Around 52% of the disabled children in Zimbabwe have no access to education although Zimbabwe having a record of 93% literacy rate among its school-going children, which is also the best in the African continent.
On the other hand, it was evident that about 34% of disabled women did not attend the school while 22% of disabled men did not attend the school. In Zimbabwe, we still have a situation where a good number of disabled children do not attend school. Planning for services without more current trends for children with disabilities is therefore a major challenge, compounded further by poor systems of routine data collection and management on the number of children receiving services.

In Zimbabwe, children with disabilities live under especially difficult, challengeable circumstances and are vulnerable as they live with negative attitudes, beliefs, customs, etc. People with disabilities looked at the constitution making process as their biggest opportunity to have their dreams realized and they had numerous expectations including increased opportunities in health, education, social protection, habitation, participation and employment.

Despite the advent of inclusive education learners with disabilities still face attitudinal, structural and physical barriers in accessing quality education.

== Employment ==
According to statistics, around 83% of disabled women have been unemployed, while about 74% of disabled men have been unemployed.

It is a common perception within Zimbabwe that disabled people are passive, inactive, economically inactive and unproductive and therefore constitute a "burden" upon the society.

== Legislation ==
Zimbabwe was one of the first countries in the world to enact disability discrimination legislation.

Zimbabwe ratified the CRPD and its Optional Protocol on 23 September 2013, thereby becoming the 135th state party to ratify the convention and its protocol. Zimbabwe is the State Party to the Convention on the Rights of Persons with Disabilities and to the Rights of the Child.

The Disabled Persons Act is the primary law that addresses disability in Zimbabwe.This act provides for welfare and rehabilitation of PWDs.

The mental health provides for the consolation and amendment of the law relating to the care, detention and aftercare of persons with mental disabilities for the purpose of treatment.

== Health care challenges ==
Many disabled individuals are unable to access health care due to the limited number of clinics and the distances they need to travel in order to get to a doctor. Some public transport providers force wheelchair users to pay extra to ride.

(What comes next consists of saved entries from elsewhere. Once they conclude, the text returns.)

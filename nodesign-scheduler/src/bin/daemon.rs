//! Reference scheduler daemon binary.
//!
//! Serves registration, recovery and scheduling requests over mutual TLS,
//! using the development certificates written by `nodesign dev-certs`.

use clap::Parser;
use nodesign_scheduler::{DevCerts, SchedulerServer, ServerConfig};
use std::path::PathBuf;
use std::sync::Arc;
use tracing::{error, info};
use tracing_subscriber::EnvFilter;

/// Reference scheduler for nodesign clients.
#[derive(Parser, Debug)]
#[command(name = "nodesign-scheduler-daemon")]
#[command(about = "Reference scheduler serving nodesign clients")]
#[command(version)]
struct Args {
    /// Address to listen on
    #[arg(long, env = "NODESIGN_LISTEN", default_value = "127.0.0.1:2601")]
    listen: String,

    /// Directory written by `nodesign dev-certs`
    #[arg(long, env = "NODESIGN_CERTS_DIR")]
    certs_dir: PathBuf,

    /// Path to the node registry file
    #[arg(long, default_value = "/var/lib/nodesign/registry.json")]
    state_file: PathBuf,

    /// Host nodes are scheduled onto (repeatable)
    #[arg(long = "node-host", default_value = "localhost:9736")]
    node_hosts: Vec<String>,

    /// Maximum number of scheduled nodes
    #[arg(long)]
    max_nodes: Option<usize>,
}

fn main() {
    tracing_subscriber::fmt()
        .with_env_filter(
            EnvFilter::try_from_default_env().unwrap_or_else(|_| EnvFilter::new("info")),
        )
        .init();

    let args = Args::parse();

    info!("Starting nodesign-scheduler-daemon");
    info!("Listen address: {}", args.listen);
    info!("Certificates: {:?}", args.certs_dir);
    info!("State file: {:?}", args.state_file);

    let certs = match DevCerts::load(&args.certs_dir) {
        Ok(certs) => certs,
        Err(e) => {
            error!("Failed to load certificates from {:?}: {}", args.certs_dir, e);
            std::process::exit(1);
        }
    };

    let mut config = ServerConfig::new(args.listen, certs.server, certs.ca, args.state_file);
    config.node_hosts = args.node_hosts;
    config.max_nodes = args.max_nodes;

    let server = match SchedulerServer::bind(config) {
        Ok(s) => Arc::new(s),
        Err(e) => {
            error!("Failed to create server: {}", e);
            std::process::exit(1);
        }
    };

    info!("Scheduler ready, waiting for connections...");

    if let Err(e) = server.run() {
        error!("Server error: {}", e);
        std::process::exit(1);
    }
}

People with disability have the same general health care needs as everyone else, and therefore need access to mainstream health care services. People with disabilities need health care and health programs for the same reasons anyone else does—to stay well, active, and a part of the community. Women with disabilities in Zimbabwe face numerous challenges in accessing sexual and reproductive health.

== Advocacy ==
There are a few organisations in Zimbabwe which represent and advocate for disabled people. They are
1. Alive Albinism Initiative, looks out for the welfare of Persons With Albinism in Zimbabwe. The organization aims to ensure that Persons With Albinism are economically empowered.
2. Association of the Deaf in Zimbabwe -Representative organisation for Persons with deafness and speech functional disabilities.
3. Council for Blind - This council plays a role with regards to persons with visual impairments.
4. Danhiko Project - Educational and vocational training institution for persons with disabilities.
5. Disabled Women Support Organisation - Advocates for rights of women with disabilities.

==Sport==
=== Paralympics ===

Zimbabwe has been competing at the Paralympic Games since independence in 1980; it had previously competed as Rhodesia at the 1972 Summer Paralympics. Zimbabwe was absent from the Games in 1988 and 1992, returning in 1996 with a two-man delegation, and has competed at every edition of the Summer Paralympics since then. It has never entered the Winter Paralympics.

=== Deaflympics ===

Zimbabwe competed at the Deaflympics only once with making their debut at the 1993 Summer Deaflympics. The delegation consisted only 2 athletes from Zimbabwe to take part in its maiden Deaflympic appearance. Zimbabwe has never won a medal at the Deaflympics.